Collected data entries
--

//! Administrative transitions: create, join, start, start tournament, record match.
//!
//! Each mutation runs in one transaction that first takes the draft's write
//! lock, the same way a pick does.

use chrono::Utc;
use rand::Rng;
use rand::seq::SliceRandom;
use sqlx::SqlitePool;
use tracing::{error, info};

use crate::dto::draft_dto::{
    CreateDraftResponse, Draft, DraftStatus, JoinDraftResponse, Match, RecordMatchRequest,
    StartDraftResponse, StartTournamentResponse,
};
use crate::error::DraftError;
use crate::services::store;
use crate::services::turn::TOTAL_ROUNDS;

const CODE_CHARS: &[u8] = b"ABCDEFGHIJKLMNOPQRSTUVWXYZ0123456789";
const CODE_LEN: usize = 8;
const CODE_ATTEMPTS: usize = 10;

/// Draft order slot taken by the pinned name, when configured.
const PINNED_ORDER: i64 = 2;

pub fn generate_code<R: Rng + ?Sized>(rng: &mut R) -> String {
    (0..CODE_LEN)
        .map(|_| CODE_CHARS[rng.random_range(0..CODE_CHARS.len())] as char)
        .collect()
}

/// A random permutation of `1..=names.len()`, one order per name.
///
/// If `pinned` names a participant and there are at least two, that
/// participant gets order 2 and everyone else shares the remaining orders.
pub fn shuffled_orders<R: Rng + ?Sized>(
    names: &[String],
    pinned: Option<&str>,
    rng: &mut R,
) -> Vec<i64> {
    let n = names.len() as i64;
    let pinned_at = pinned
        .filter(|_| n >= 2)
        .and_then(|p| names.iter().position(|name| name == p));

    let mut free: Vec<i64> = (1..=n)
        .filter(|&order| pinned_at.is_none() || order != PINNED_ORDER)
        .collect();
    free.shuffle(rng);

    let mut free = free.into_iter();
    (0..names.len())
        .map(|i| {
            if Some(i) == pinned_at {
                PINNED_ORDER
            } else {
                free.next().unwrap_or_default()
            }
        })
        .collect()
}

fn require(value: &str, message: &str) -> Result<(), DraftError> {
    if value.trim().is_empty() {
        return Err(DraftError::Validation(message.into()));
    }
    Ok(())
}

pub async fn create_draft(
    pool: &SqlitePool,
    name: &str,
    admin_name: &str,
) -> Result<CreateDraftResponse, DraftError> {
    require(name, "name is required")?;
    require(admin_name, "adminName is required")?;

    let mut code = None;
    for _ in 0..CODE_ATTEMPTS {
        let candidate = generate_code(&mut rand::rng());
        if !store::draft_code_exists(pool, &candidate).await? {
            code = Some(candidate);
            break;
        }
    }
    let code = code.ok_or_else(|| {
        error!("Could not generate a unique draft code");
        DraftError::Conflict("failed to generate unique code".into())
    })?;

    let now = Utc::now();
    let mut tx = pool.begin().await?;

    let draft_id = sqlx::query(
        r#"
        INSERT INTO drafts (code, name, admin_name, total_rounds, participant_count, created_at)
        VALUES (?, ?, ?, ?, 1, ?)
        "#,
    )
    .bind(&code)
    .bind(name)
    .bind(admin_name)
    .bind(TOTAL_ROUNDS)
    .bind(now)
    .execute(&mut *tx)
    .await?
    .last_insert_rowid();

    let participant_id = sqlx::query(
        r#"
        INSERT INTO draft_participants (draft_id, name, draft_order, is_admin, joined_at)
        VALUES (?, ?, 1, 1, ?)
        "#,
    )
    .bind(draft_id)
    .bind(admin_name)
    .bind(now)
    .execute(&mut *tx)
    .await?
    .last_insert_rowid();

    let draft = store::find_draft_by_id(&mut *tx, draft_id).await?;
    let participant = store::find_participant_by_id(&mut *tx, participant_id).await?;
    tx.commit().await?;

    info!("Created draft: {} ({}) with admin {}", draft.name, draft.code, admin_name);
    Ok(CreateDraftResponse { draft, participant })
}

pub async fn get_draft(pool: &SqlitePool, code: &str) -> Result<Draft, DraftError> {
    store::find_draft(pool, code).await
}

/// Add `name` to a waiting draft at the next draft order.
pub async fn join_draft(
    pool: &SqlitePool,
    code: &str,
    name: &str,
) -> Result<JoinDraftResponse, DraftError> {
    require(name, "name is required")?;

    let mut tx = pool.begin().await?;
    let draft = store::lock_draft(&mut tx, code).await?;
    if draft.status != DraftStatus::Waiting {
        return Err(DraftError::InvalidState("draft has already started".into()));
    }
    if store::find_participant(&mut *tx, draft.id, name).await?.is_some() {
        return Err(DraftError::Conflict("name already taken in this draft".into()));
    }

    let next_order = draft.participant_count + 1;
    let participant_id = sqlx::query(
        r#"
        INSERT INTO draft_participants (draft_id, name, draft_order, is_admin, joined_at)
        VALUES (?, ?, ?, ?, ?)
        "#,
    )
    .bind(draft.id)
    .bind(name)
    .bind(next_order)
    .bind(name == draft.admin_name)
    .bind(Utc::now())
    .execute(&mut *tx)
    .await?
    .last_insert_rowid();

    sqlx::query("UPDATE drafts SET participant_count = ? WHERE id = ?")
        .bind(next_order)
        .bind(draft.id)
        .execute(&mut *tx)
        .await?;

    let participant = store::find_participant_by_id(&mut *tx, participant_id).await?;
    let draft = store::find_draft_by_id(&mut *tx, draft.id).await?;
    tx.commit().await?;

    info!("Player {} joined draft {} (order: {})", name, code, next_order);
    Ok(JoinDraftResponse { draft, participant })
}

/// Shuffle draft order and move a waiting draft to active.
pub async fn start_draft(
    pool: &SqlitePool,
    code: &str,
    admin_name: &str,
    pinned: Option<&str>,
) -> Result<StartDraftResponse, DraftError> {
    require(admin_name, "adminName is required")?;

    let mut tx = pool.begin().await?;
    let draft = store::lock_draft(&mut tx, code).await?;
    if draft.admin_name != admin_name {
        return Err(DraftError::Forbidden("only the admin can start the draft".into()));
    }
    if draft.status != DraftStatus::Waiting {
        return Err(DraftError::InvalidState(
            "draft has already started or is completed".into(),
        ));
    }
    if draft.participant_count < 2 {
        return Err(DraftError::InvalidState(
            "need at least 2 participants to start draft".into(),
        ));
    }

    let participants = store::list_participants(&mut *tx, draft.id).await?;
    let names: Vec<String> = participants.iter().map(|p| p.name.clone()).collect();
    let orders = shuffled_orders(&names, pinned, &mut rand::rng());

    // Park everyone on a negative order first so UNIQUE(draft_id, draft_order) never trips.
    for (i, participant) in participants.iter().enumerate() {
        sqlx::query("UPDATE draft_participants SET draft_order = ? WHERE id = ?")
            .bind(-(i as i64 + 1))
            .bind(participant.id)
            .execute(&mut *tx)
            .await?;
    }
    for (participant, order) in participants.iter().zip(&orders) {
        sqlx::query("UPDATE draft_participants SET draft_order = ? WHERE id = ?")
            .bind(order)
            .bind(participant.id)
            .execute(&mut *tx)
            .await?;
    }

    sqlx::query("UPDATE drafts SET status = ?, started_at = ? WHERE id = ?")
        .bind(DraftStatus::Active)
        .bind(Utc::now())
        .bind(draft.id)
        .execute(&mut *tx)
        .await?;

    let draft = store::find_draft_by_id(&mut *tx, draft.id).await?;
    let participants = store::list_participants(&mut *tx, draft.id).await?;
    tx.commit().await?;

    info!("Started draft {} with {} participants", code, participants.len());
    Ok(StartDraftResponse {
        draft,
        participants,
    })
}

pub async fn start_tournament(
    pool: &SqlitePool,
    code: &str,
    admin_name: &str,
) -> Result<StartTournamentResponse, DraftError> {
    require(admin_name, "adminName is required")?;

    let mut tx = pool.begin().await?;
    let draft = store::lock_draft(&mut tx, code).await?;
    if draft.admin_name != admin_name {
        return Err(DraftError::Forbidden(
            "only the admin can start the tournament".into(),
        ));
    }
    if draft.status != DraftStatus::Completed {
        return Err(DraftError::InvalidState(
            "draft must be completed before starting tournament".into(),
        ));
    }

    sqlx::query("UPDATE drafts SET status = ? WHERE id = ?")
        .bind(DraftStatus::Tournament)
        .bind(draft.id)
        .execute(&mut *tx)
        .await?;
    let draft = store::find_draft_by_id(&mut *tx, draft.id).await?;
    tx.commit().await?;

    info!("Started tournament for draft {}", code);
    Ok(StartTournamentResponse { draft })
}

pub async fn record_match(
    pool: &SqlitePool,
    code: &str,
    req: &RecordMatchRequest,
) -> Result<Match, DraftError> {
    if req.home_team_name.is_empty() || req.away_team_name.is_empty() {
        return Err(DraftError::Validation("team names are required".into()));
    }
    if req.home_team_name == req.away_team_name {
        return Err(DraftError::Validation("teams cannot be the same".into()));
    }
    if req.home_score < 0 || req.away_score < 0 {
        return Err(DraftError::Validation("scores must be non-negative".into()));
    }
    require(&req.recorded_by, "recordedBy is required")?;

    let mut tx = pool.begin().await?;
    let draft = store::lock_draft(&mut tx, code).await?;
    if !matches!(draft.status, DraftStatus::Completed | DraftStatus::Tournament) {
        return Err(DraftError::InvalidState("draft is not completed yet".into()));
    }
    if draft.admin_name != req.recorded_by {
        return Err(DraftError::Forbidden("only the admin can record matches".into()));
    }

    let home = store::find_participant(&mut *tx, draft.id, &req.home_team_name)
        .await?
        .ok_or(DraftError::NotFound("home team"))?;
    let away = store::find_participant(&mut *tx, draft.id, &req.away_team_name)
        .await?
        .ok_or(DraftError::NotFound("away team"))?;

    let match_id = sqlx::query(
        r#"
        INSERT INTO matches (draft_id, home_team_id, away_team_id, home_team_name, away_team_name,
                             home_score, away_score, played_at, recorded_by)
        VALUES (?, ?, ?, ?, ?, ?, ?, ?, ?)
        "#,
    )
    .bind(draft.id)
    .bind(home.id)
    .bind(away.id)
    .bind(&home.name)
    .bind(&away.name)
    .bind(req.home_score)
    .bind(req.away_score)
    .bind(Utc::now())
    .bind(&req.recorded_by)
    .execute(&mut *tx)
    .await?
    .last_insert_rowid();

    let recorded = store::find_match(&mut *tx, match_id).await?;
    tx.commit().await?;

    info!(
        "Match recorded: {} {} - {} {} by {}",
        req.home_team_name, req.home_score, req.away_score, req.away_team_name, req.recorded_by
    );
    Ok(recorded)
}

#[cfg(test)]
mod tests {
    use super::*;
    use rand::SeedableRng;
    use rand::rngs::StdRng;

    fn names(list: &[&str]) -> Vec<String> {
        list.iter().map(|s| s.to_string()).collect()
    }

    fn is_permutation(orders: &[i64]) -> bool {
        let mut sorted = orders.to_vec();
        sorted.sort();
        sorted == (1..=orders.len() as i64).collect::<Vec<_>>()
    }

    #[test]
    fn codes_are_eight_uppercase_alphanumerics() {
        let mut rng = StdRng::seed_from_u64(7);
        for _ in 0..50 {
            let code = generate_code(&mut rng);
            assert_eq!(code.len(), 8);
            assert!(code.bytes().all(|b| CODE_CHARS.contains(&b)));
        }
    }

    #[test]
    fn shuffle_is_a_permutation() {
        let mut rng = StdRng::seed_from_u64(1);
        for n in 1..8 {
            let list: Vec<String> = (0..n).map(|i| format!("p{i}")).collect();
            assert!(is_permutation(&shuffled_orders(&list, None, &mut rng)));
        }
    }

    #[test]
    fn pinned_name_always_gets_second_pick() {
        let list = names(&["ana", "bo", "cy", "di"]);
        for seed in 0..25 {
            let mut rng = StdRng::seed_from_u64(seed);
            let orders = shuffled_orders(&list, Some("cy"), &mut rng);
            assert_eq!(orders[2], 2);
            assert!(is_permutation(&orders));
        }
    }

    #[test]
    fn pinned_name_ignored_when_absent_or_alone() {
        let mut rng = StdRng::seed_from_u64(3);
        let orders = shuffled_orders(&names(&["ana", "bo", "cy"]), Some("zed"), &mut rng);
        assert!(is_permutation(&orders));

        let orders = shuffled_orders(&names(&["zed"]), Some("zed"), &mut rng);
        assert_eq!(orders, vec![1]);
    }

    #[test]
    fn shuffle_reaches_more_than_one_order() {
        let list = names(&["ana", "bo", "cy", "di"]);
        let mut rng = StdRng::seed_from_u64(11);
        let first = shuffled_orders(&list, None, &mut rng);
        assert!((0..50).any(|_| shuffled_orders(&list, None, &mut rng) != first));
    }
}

--

## WORK ORDER
Look at the records above. Copy every line where the string "async" occurs.

## EXPECTED OUTPUT
pub async fn create_draft(
pub async fn get_draft(pool: &SqlitePool, code: &str) -> Result<Draft, DraftError> {
pub async fn join_draft(
pub async fn start_draft(
pub async fn start_tournament(
pub async fn record_match(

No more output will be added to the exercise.